===== Exercise input

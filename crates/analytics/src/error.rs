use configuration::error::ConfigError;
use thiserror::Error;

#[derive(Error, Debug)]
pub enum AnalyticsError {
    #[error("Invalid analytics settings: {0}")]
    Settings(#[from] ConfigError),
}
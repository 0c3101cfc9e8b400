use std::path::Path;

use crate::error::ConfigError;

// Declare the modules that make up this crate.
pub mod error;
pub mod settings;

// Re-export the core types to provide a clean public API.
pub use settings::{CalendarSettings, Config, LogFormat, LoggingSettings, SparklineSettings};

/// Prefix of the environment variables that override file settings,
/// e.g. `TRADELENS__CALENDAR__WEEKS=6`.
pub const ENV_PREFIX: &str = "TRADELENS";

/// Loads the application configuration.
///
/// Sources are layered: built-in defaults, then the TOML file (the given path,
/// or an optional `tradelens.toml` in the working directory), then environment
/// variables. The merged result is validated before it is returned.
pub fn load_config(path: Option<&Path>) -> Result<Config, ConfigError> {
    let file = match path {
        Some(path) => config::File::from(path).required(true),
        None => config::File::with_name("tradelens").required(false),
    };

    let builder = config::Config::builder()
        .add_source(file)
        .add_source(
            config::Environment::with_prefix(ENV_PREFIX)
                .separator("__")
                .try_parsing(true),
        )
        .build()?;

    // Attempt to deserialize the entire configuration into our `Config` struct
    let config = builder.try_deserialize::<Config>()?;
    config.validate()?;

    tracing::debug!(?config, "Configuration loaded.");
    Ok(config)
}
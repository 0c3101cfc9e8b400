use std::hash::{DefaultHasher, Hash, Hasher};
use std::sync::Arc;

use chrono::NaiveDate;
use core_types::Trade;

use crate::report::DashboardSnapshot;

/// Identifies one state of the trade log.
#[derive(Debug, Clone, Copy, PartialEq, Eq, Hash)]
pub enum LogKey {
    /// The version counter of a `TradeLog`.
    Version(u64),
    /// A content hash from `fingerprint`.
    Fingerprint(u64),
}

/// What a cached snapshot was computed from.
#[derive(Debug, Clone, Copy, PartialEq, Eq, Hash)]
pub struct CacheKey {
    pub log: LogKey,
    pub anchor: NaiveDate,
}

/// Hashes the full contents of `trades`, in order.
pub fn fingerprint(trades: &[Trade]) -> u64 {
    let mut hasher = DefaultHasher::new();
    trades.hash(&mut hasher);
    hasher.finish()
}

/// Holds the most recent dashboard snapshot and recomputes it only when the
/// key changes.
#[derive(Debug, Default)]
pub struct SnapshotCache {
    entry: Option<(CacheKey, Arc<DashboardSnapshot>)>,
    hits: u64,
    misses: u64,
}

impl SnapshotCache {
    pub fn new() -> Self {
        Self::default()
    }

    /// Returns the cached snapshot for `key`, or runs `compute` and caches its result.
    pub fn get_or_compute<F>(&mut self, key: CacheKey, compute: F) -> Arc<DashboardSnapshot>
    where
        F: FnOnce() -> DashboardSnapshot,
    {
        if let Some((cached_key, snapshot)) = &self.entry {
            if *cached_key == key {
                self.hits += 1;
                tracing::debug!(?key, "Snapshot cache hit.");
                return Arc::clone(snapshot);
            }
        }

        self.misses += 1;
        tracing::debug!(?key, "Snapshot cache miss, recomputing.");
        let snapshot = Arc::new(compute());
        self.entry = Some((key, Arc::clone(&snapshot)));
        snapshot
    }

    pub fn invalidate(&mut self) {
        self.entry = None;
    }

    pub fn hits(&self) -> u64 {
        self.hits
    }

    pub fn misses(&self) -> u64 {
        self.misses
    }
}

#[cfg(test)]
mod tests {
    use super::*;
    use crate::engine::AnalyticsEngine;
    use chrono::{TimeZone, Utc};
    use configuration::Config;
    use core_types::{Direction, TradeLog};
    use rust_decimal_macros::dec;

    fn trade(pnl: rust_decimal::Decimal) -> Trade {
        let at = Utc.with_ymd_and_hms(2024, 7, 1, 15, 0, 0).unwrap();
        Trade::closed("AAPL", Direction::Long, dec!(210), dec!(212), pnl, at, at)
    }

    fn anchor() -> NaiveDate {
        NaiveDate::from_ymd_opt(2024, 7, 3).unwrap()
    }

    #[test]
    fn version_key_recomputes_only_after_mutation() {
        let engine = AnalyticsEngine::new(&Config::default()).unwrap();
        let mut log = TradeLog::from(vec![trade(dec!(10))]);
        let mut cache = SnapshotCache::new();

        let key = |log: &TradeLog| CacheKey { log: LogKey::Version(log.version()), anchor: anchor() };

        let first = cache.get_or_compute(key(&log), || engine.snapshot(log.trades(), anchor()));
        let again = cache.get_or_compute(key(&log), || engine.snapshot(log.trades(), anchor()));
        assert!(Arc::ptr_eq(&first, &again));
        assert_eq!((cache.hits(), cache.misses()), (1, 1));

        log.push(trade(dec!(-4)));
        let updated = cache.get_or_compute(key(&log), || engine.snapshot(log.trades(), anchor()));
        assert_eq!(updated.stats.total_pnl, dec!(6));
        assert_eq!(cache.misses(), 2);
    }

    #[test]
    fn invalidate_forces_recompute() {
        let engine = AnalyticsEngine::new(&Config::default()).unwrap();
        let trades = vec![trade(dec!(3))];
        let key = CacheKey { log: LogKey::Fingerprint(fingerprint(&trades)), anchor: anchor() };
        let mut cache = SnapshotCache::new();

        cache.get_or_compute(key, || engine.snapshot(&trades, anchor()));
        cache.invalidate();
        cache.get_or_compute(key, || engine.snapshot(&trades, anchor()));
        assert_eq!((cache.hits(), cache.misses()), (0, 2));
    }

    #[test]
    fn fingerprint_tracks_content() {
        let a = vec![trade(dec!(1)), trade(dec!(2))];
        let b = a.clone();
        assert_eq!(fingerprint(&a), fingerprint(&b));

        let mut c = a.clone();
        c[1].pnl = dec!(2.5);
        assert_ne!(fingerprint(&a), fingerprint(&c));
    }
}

==========
===== Exercise input

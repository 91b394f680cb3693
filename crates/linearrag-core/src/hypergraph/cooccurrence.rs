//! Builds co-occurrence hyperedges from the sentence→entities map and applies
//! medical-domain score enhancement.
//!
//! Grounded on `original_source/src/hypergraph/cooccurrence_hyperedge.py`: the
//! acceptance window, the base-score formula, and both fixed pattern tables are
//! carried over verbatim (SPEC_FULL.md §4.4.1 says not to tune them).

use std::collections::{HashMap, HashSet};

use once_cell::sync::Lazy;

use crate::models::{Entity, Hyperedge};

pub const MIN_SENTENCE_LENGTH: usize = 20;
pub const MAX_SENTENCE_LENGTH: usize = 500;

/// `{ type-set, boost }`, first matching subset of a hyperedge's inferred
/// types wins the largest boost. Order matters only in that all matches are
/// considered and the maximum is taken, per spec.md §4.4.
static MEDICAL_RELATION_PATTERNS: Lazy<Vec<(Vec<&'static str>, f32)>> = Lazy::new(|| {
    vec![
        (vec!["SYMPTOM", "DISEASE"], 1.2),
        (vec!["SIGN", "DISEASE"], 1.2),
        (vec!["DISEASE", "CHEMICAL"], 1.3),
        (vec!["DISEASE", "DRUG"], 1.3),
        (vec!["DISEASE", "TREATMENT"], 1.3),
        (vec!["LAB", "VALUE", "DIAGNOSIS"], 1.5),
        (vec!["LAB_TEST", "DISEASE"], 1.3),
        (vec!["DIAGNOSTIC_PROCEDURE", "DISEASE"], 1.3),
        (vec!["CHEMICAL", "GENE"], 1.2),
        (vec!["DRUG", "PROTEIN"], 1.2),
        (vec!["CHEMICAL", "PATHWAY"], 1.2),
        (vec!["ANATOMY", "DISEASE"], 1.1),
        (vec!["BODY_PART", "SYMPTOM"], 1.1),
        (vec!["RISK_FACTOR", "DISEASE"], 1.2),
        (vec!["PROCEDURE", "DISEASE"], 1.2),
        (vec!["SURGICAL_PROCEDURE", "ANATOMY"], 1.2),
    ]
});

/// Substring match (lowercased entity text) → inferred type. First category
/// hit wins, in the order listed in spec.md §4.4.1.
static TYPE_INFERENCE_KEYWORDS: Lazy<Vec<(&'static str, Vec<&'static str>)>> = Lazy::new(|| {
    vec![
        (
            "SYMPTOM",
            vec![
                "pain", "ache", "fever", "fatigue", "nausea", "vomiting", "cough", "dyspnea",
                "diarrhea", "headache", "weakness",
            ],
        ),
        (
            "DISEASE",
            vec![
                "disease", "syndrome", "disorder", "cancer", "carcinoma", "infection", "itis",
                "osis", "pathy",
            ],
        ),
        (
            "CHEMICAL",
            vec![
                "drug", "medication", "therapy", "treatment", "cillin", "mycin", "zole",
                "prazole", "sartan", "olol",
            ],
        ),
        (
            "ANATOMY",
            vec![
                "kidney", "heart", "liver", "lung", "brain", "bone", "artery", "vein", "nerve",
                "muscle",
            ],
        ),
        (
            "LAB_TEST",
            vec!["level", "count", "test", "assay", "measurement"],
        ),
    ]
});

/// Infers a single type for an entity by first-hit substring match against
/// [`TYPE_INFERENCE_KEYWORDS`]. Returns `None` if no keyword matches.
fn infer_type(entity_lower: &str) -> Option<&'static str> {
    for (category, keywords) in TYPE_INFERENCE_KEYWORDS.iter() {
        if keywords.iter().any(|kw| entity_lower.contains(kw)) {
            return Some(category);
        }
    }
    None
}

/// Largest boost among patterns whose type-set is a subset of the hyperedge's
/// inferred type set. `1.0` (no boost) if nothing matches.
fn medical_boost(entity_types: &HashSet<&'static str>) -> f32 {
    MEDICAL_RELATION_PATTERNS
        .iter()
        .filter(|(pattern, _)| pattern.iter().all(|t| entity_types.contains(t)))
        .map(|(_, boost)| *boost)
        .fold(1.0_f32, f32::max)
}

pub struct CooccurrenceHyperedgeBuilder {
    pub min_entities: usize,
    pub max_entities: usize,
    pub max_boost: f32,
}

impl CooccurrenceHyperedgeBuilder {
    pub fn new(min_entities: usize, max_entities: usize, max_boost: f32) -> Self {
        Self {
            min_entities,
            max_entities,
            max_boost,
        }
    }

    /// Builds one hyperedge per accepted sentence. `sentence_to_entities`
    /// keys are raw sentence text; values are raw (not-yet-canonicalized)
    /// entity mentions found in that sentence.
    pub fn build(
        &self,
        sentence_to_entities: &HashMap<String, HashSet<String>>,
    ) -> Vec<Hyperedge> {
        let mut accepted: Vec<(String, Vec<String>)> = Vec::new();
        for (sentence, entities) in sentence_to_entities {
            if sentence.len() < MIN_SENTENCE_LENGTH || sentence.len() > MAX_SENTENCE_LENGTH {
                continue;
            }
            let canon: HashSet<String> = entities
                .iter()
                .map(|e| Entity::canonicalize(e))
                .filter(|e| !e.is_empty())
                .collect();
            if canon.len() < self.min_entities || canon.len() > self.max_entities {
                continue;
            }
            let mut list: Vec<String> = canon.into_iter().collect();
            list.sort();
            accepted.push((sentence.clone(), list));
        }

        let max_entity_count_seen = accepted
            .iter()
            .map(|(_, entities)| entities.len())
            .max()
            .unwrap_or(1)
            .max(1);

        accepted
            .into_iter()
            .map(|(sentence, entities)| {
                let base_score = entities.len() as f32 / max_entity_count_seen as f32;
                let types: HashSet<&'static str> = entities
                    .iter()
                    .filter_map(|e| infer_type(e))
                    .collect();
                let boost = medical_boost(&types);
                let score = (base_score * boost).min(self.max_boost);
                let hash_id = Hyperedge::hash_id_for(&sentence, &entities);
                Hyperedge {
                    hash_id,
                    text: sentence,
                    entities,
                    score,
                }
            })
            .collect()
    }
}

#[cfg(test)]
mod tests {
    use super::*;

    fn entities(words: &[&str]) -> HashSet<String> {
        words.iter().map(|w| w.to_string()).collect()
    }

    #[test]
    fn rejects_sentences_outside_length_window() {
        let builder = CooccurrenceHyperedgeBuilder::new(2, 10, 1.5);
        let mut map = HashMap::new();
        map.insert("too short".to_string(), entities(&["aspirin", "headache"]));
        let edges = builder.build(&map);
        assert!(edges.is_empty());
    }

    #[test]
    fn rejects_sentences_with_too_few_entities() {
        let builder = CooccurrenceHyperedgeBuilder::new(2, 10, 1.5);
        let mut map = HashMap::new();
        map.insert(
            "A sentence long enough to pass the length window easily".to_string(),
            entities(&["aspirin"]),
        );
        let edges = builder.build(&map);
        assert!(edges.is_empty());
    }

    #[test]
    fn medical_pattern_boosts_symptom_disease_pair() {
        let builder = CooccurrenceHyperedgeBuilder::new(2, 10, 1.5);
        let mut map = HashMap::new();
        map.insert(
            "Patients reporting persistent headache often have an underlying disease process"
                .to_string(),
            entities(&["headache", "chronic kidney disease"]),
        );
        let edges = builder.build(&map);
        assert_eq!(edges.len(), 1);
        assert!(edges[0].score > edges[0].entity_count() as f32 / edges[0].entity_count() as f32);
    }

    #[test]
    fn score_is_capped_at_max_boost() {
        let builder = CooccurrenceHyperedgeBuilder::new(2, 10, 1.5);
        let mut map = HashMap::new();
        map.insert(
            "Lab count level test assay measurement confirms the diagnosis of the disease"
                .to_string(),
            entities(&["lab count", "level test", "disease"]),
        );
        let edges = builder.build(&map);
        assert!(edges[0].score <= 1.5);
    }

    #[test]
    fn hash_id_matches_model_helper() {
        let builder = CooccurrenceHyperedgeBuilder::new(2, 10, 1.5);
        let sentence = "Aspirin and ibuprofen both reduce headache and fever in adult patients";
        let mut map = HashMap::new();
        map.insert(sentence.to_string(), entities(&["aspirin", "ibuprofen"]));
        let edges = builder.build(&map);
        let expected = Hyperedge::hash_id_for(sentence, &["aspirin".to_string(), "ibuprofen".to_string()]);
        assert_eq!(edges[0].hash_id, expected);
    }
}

==========
===== Exercise input

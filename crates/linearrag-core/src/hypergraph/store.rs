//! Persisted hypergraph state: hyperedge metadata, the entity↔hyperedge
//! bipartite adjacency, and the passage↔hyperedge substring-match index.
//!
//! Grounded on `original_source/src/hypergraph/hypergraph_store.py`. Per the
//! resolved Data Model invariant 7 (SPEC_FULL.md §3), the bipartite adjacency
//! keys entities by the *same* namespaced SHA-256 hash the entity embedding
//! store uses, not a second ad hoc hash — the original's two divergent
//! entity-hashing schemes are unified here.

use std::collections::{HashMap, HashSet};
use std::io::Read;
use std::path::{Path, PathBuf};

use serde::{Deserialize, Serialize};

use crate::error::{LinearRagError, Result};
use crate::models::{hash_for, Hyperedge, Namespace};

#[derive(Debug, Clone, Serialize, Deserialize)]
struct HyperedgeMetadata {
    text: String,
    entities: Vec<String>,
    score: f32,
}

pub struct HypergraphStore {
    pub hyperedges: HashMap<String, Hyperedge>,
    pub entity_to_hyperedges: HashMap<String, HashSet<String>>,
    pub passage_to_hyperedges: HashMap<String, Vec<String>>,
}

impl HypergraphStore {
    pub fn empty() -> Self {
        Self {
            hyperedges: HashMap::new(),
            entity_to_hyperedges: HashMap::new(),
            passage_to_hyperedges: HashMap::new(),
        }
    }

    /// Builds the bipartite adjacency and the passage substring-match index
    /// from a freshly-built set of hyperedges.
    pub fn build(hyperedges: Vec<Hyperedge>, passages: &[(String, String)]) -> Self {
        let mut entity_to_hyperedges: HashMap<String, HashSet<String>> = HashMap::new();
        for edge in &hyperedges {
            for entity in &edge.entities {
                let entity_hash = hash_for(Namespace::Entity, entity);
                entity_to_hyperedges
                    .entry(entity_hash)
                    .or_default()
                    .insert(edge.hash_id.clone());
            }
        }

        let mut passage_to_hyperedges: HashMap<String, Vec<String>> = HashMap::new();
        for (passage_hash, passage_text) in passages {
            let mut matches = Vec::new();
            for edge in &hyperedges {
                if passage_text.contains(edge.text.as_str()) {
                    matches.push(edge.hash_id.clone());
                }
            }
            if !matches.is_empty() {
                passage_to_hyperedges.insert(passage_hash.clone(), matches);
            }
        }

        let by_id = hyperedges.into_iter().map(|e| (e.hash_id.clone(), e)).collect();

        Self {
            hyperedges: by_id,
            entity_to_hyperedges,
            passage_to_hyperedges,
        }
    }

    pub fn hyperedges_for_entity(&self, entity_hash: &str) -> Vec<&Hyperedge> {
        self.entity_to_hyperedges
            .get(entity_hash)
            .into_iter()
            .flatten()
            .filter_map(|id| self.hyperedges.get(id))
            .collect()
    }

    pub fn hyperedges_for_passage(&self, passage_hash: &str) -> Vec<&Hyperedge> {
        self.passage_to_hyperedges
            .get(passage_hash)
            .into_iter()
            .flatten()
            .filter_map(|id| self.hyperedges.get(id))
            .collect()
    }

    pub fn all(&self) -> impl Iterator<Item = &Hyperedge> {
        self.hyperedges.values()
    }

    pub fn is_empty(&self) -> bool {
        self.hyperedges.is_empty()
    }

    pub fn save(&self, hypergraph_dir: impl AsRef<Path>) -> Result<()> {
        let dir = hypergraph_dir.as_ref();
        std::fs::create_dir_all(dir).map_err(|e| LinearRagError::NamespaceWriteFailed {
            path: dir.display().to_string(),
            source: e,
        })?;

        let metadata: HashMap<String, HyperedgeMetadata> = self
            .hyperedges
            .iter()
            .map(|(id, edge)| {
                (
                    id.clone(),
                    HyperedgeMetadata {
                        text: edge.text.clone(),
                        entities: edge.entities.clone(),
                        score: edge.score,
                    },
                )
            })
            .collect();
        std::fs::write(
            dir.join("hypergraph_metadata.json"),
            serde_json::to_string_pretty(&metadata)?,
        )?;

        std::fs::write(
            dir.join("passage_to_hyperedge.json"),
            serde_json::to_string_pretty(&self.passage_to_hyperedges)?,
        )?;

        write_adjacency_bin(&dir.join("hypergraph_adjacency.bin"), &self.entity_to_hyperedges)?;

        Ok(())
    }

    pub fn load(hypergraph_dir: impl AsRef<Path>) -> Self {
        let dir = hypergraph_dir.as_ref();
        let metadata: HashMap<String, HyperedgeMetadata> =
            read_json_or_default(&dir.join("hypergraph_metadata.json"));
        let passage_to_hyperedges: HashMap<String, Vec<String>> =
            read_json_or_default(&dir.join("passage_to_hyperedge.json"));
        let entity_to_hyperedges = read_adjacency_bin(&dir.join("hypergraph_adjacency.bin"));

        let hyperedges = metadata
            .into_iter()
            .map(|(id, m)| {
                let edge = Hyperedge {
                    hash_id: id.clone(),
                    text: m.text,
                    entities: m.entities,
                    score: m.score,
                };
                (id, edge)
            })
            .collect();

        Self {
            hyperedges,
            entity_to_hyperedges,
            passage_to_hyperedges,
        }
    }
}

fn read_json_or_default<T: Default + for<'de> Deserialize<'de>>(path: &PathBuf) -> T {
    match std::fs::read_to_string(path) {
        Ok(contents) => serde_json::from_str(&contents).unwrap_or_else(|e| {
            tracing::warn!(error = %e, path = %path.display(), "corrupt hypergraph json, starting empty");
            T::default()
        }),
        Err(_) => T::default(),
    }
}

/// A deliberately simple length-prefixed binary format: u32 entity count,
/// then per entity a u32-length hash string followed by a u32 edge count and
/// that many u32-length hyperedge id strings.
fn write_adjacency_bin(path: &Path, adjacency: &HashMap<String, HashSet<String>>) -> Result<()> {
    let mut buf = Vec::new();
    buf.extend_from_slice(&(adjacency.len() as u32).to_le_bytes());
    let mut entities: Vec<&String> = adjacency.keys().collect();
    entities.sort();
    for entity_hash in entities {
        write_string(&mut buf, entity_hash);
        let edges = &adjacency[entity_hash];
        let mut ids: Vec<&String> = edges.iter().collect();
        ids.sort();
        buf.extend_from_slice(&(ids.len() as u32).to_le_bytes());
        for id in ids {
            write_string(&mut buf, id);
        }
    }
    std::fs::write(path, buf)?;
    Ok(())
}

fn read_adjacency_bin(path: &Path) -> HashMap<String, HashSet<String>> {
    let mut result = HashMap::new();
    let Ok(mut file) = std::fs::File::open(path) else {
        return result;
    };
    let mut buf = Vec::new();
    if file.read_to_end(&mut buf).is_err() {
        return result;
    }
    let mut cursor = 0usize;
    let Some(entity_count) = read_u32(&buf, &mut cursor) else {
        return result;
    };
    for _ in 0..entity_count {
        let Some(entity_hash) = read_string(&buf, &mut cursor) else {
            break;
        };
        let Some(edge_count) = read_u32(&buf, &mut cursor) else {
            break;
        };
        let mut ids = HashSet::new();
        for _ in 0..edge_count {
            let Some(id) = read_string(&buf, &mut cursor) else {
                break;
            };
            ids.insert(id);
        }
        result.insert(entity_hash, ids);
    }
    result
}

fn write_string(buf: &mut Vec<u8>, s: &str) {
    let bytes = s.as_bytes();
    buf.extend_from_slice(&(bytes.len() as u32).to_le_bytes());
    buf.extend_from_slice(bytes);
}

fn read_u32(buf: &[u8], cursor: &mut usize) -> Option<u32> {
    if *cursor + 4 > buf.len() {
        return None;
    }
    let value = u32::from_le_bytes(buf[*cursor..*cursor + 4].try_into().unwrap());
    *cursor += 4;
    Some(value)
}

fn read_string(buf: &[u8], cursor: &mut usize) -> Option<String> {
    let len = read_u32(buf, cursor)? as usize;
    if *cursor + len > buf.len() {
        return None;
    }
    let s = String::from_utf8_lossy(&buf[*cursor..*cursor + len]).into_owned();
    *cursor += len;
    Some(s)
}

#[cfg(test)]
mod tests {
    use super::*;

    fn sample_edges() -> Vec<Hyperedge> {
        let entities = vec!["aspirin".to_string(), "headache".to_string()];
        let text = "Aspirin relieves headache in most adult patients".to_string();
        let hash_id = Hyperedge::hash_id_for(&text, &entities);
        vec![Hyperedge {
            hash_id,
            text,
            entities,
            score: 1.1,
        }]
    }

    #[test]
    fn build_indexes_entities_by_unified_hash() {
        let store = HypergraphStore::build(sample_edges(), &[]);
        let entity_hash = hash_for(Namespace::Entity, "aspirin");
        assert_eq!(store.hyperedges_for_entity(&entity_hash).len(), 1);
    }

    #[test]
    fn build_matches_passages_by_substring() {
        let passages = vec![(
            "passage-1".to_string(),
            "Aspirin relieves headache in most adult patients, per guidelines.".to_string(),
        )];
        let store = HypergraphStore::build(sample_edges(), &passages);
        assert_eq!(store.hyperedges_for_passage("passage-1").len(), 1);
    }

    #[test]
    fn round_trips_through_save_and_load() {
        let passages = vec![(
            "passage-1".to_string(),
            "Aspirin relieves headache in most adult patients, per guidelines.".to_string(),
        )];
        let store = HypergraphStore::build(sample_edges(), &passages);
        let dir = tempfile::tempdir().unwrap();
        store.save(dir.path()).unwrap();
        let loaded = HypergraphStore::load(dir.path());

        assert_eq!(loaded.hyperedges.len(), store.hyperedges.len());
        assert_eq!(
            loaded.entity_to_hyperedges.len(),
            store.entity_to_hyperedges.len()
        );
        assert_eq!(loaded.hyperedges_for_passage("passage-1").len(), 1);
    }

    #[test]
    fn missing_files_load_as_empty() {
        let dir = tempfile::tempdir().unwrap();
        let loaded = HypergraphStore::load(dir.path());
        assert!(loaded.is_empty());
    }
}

==========

Task objective: Taking the line with "let edges = &adjacency[entity_hash];" as the first and the line with "let mut result = HashMap::new();" as the last, retype that stretch of the data above exactly, with no other lines.

Problem solution:
        let edges = &adjacency[entity_hash];
        let mut ids: Vec<&String> = edges.iter().collect();
        ids.sort();
        buf.extend_from_slice(&(ids.len() as u32).to_le_bytes());
        for id in ids {
            write_string(&mut buf, id);
        }
    }
    std::fs::write(path, buf)?;
    Ok(())
}

fn read_adjacency_bin(path: &Path) -> HashMap<String, HashSet<String>> {
    let mut result = HashMap::new();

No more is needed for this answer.